IterableDatasets Modules

Note

Added in 1.1.x release

TabularIterableDataset

class ibm_watsonx_ai.data_loaders.datasets.tabular.TabularIterableDataset(connection, experiment_metadata=None, enable_sampling=True, sample_size_limit=1073741824, sampling_type='first_n_records', binary_data=False, number_of_batch_rows=None, stop_after_first_batch=False, total_size_limit=1073741824, total_nrows_limit=None, total_percentage_limit=1.0, apply_literal_eval=False, **kwargs)[source]

Bases: IterableDataset

Iterable class downloading data in batches.

Parameters:
  • connection (DataConnection) – connection to the dataset

  • experiment_metadata (dict, optional) – metadata retrieved from the experiment that created the model

  • enable_sampling (bool, optional) – if set to True, will enable sampling, default: True

  • sample_size_limit (int, optional) – upper limit for the overall data to be downloaded in bytes, default: 1 GB

  • sampling_type (str, optional) – a sampling strategy on how to read the data, check SamplingTypes enum class for more options

  • binary_data (bool, optional) – if set to True, the downloaded data will be treated as binary data

  • number_of_batch_rows (int, optional) – number of rows to read in each batch when reading from the flight connection

  • stop_after_first_batch (bool, optional) – if set to True, the loading will stop after downloading the first batch

  • total_size_limit (int, optional) – upper limit for overall data to be downloaded in Bytes, default: 1 GB, if more than one of: total_size_limit, total_nrows_limit, total_percentage_limit are set, then data are limited to the lower threshold, if None, then all data are downloaded in batches in the iterable_read method

  • total_nrows_limit (int, optional) – upper limit for overall data to be downloaded in a number of rows, if more than one of: total_size_limit, total_nrows_limit, total_percentage_limit are set, then data are limited to the lower threshold

  • total_percentage_limit (float, optional) – upper limit for overall data to be downloaded in percent of all dataset, must be a float number between 0 and 1, if more than one of: total_size_limit, total_nrows_limit, total_percentage_limit are set, then data are limited to the lower threshold

  • apply_literal_eval (bool, optional) – when True then ast.literal_eval will be applied to all string columns.

Example:

experiment_metadata = {
        "prediction_column": 'species',
        "prediction_type": "classification",
        "project_id": os.environ.get('PROJECT_ID'),
        'credentials': credentials
}

connection = DataConnection(data_asset_id='5d99c11a-2060-4ef6-83d5-dc593c6455e2')

Example: default sampling - read first 1 GB of data

iterable_dataset = TabularIterableDataset(connection=connection,
                                          enable_sampling=True,
                                          sampling_type='first_n_records',
                                          sample_size_limit = 1GB,
                                          experiment_metadata=experiment_metadata)

Example: read all data records in batches/no subsampling

iterable_dataset = TabularIterableDataset(connection=connection,
                                          enable_sampling=False,
                                          experiment_metadata=experiment_metadata)

Example: stratified/random sampling

iterable_dataset = TabularIterableDataset(connection=connection,
                                          enable_sampling=True,
                                          sampling_type='stratified',
                                          sample_size_limit = 1GB,
                                          experiment_metadata=experiment_metadata)
write(data=None, file_path=None)[source]

Writes data into the data source connection.

Parameters:
  • data (DataFrame, optional) – structured data to be saved in data source connection, ‘data’ or ‘file_path’ must be provided

  • file_path (str, optional) – path to the local file to be saved in a source data connection (binary transfer). ‘data’ or ‘file_path’ need to be provided

DocumentsIterableDataset

class ibm_watsonx_ai.data_loaders.datasets.documents.DocumentsIterableDataset(*, connections, enable_sampling=True, sample_size_limit=1073741824, sampling_type='random', total_size_limit=1073741824, total_ndocs_limit=None, benchmark_dataset=None, error_callback=None, **kwargs)[source]

Bases: IterableDataset

This dataset is an Iterable stream of documents using an underneath Flight Service.

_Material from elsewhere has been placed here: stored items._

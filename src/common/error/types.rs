//! Crate-level error types.
use thiserror::Error;

/// Main error type for quizpair operations.
#[derive(Error, Debug)]
pub enum Error {
    /// IO error
    #[error("IO error: {0}")]
    Io(#[from] std::io::Error),

    /// Invalid or unexpected document structure
    #[error("Invalid format: {0}")]
    InvalidFormat(String),

    /// Part, worksheet or slide layout not found
    #[error("Component not found: {0}")]
    ComponentNotFound(String),

    /// XML parsing error
    #[error("XML error: {0}")]
    XmlError(String),

    /// ZIP archive error
    #[error("ZIP error: {0}")]
    ZipError(String),

    /// Feature of the input document that is not supported
    #[error("Unsupported: {0}")]
    Unsupported(String),

    /// The pairing engine could not produce a pairing
    #[error(transparent)]
    Pairing(#[from] crate::pairing::PairingError),
}

/// Result type for quizpair operations.
pub type Result<T> = std::result::Result<T, Error>;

It can download documents asynchronously and serve them to you from a generator.

Supported types of documents:
  • text/plain (“.txt” file extension) - plain structured text

  • docx (“.docx” file extension) - standard Word style file

  • pdf (“.pdf” file extension) - standard pdf document

  • html (“.html” file extension) - saved html side

  • markdown (“.md” file extension) - plain text formatted with markdown

Parameters:
  • connections (list[DataConnection]) – list of connections to the documents

  • enable_sampling (bool) – if set to True, will enable sampling, default: True

  • sample_size_limit (int) – upper limit for documents to be downloaded in bytes, default: 1 GB

  • sampling_type (str) – a sampling strategy on how to read the data, check the DocumentsSamplingTypes enum class for more options

  • total_size_limit (int) – upper limit for documents to be downloaded in Bytes, default: 1 GB, if more than one of: total_size_limit, total_ndocs_limit are set, then data are limited to the lower threshold.

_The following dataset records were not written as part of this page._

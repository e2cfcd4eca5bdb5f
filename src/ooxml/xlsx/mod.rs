//! Excel (.xlsx) question workbooks.
//!
//! Reads the question pool from the first (or a named) worksheet of a
//! SpreadsheetML package: column A is the question, column B the answer.
//!
//! # Example
//!
//! ```rust,no_run
//! use quizpair::ooxml::xlsx::{QuestionWorkbook, ReadOptions};
//! use quizpair::quiz::QuestionSource;
//!
//! let workbook = QuestionWorkbook::open("questions.xlsx")?.with_options(ReadOptions {
//!     sheet: Some("Round 1".to_string()),
//!     skip_rows: 1,
//! });
//! for question in workbook.questions()? {
//!     println!("{} -> {}", question.question(), question.answer());
//! }
//! # Ok::<(), quizpair::common::Error>(())
//! ```

pub mod cell;
pub mod parsers;
pub mod shared_strings;
pub mod workbook;

pub use cell::CellValue;
pub use parsers::worksheet_parser::Row;
pub use shared_strings::SharedStrings;
pub use workbook::{QuestionWorkbook, ReadOptions};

  • total_ndocs_limit (int, optional) – upper limit for documents to be downloaded in a number of rows, if more than one of: total_size_limit, total_nrows_limit are set, then data are limited to the lower threshold.

  • benchmark_dataset (pd.DataFrame, optional) – dataset of benchmarking data with IDs in the document_ids column corresponding to the names of documents in the connections list

  • error_callback (function (str, Exception) -> None, optional) – error callback function, to handle the exceptions from document loading, as arguments are passed document_id and exception

  • api_client (APIClient, optional) – initialized APIClient object with set project or space ID. If the DataConnection object in list connections does not have a set API client, then the api_client object is used for reading data.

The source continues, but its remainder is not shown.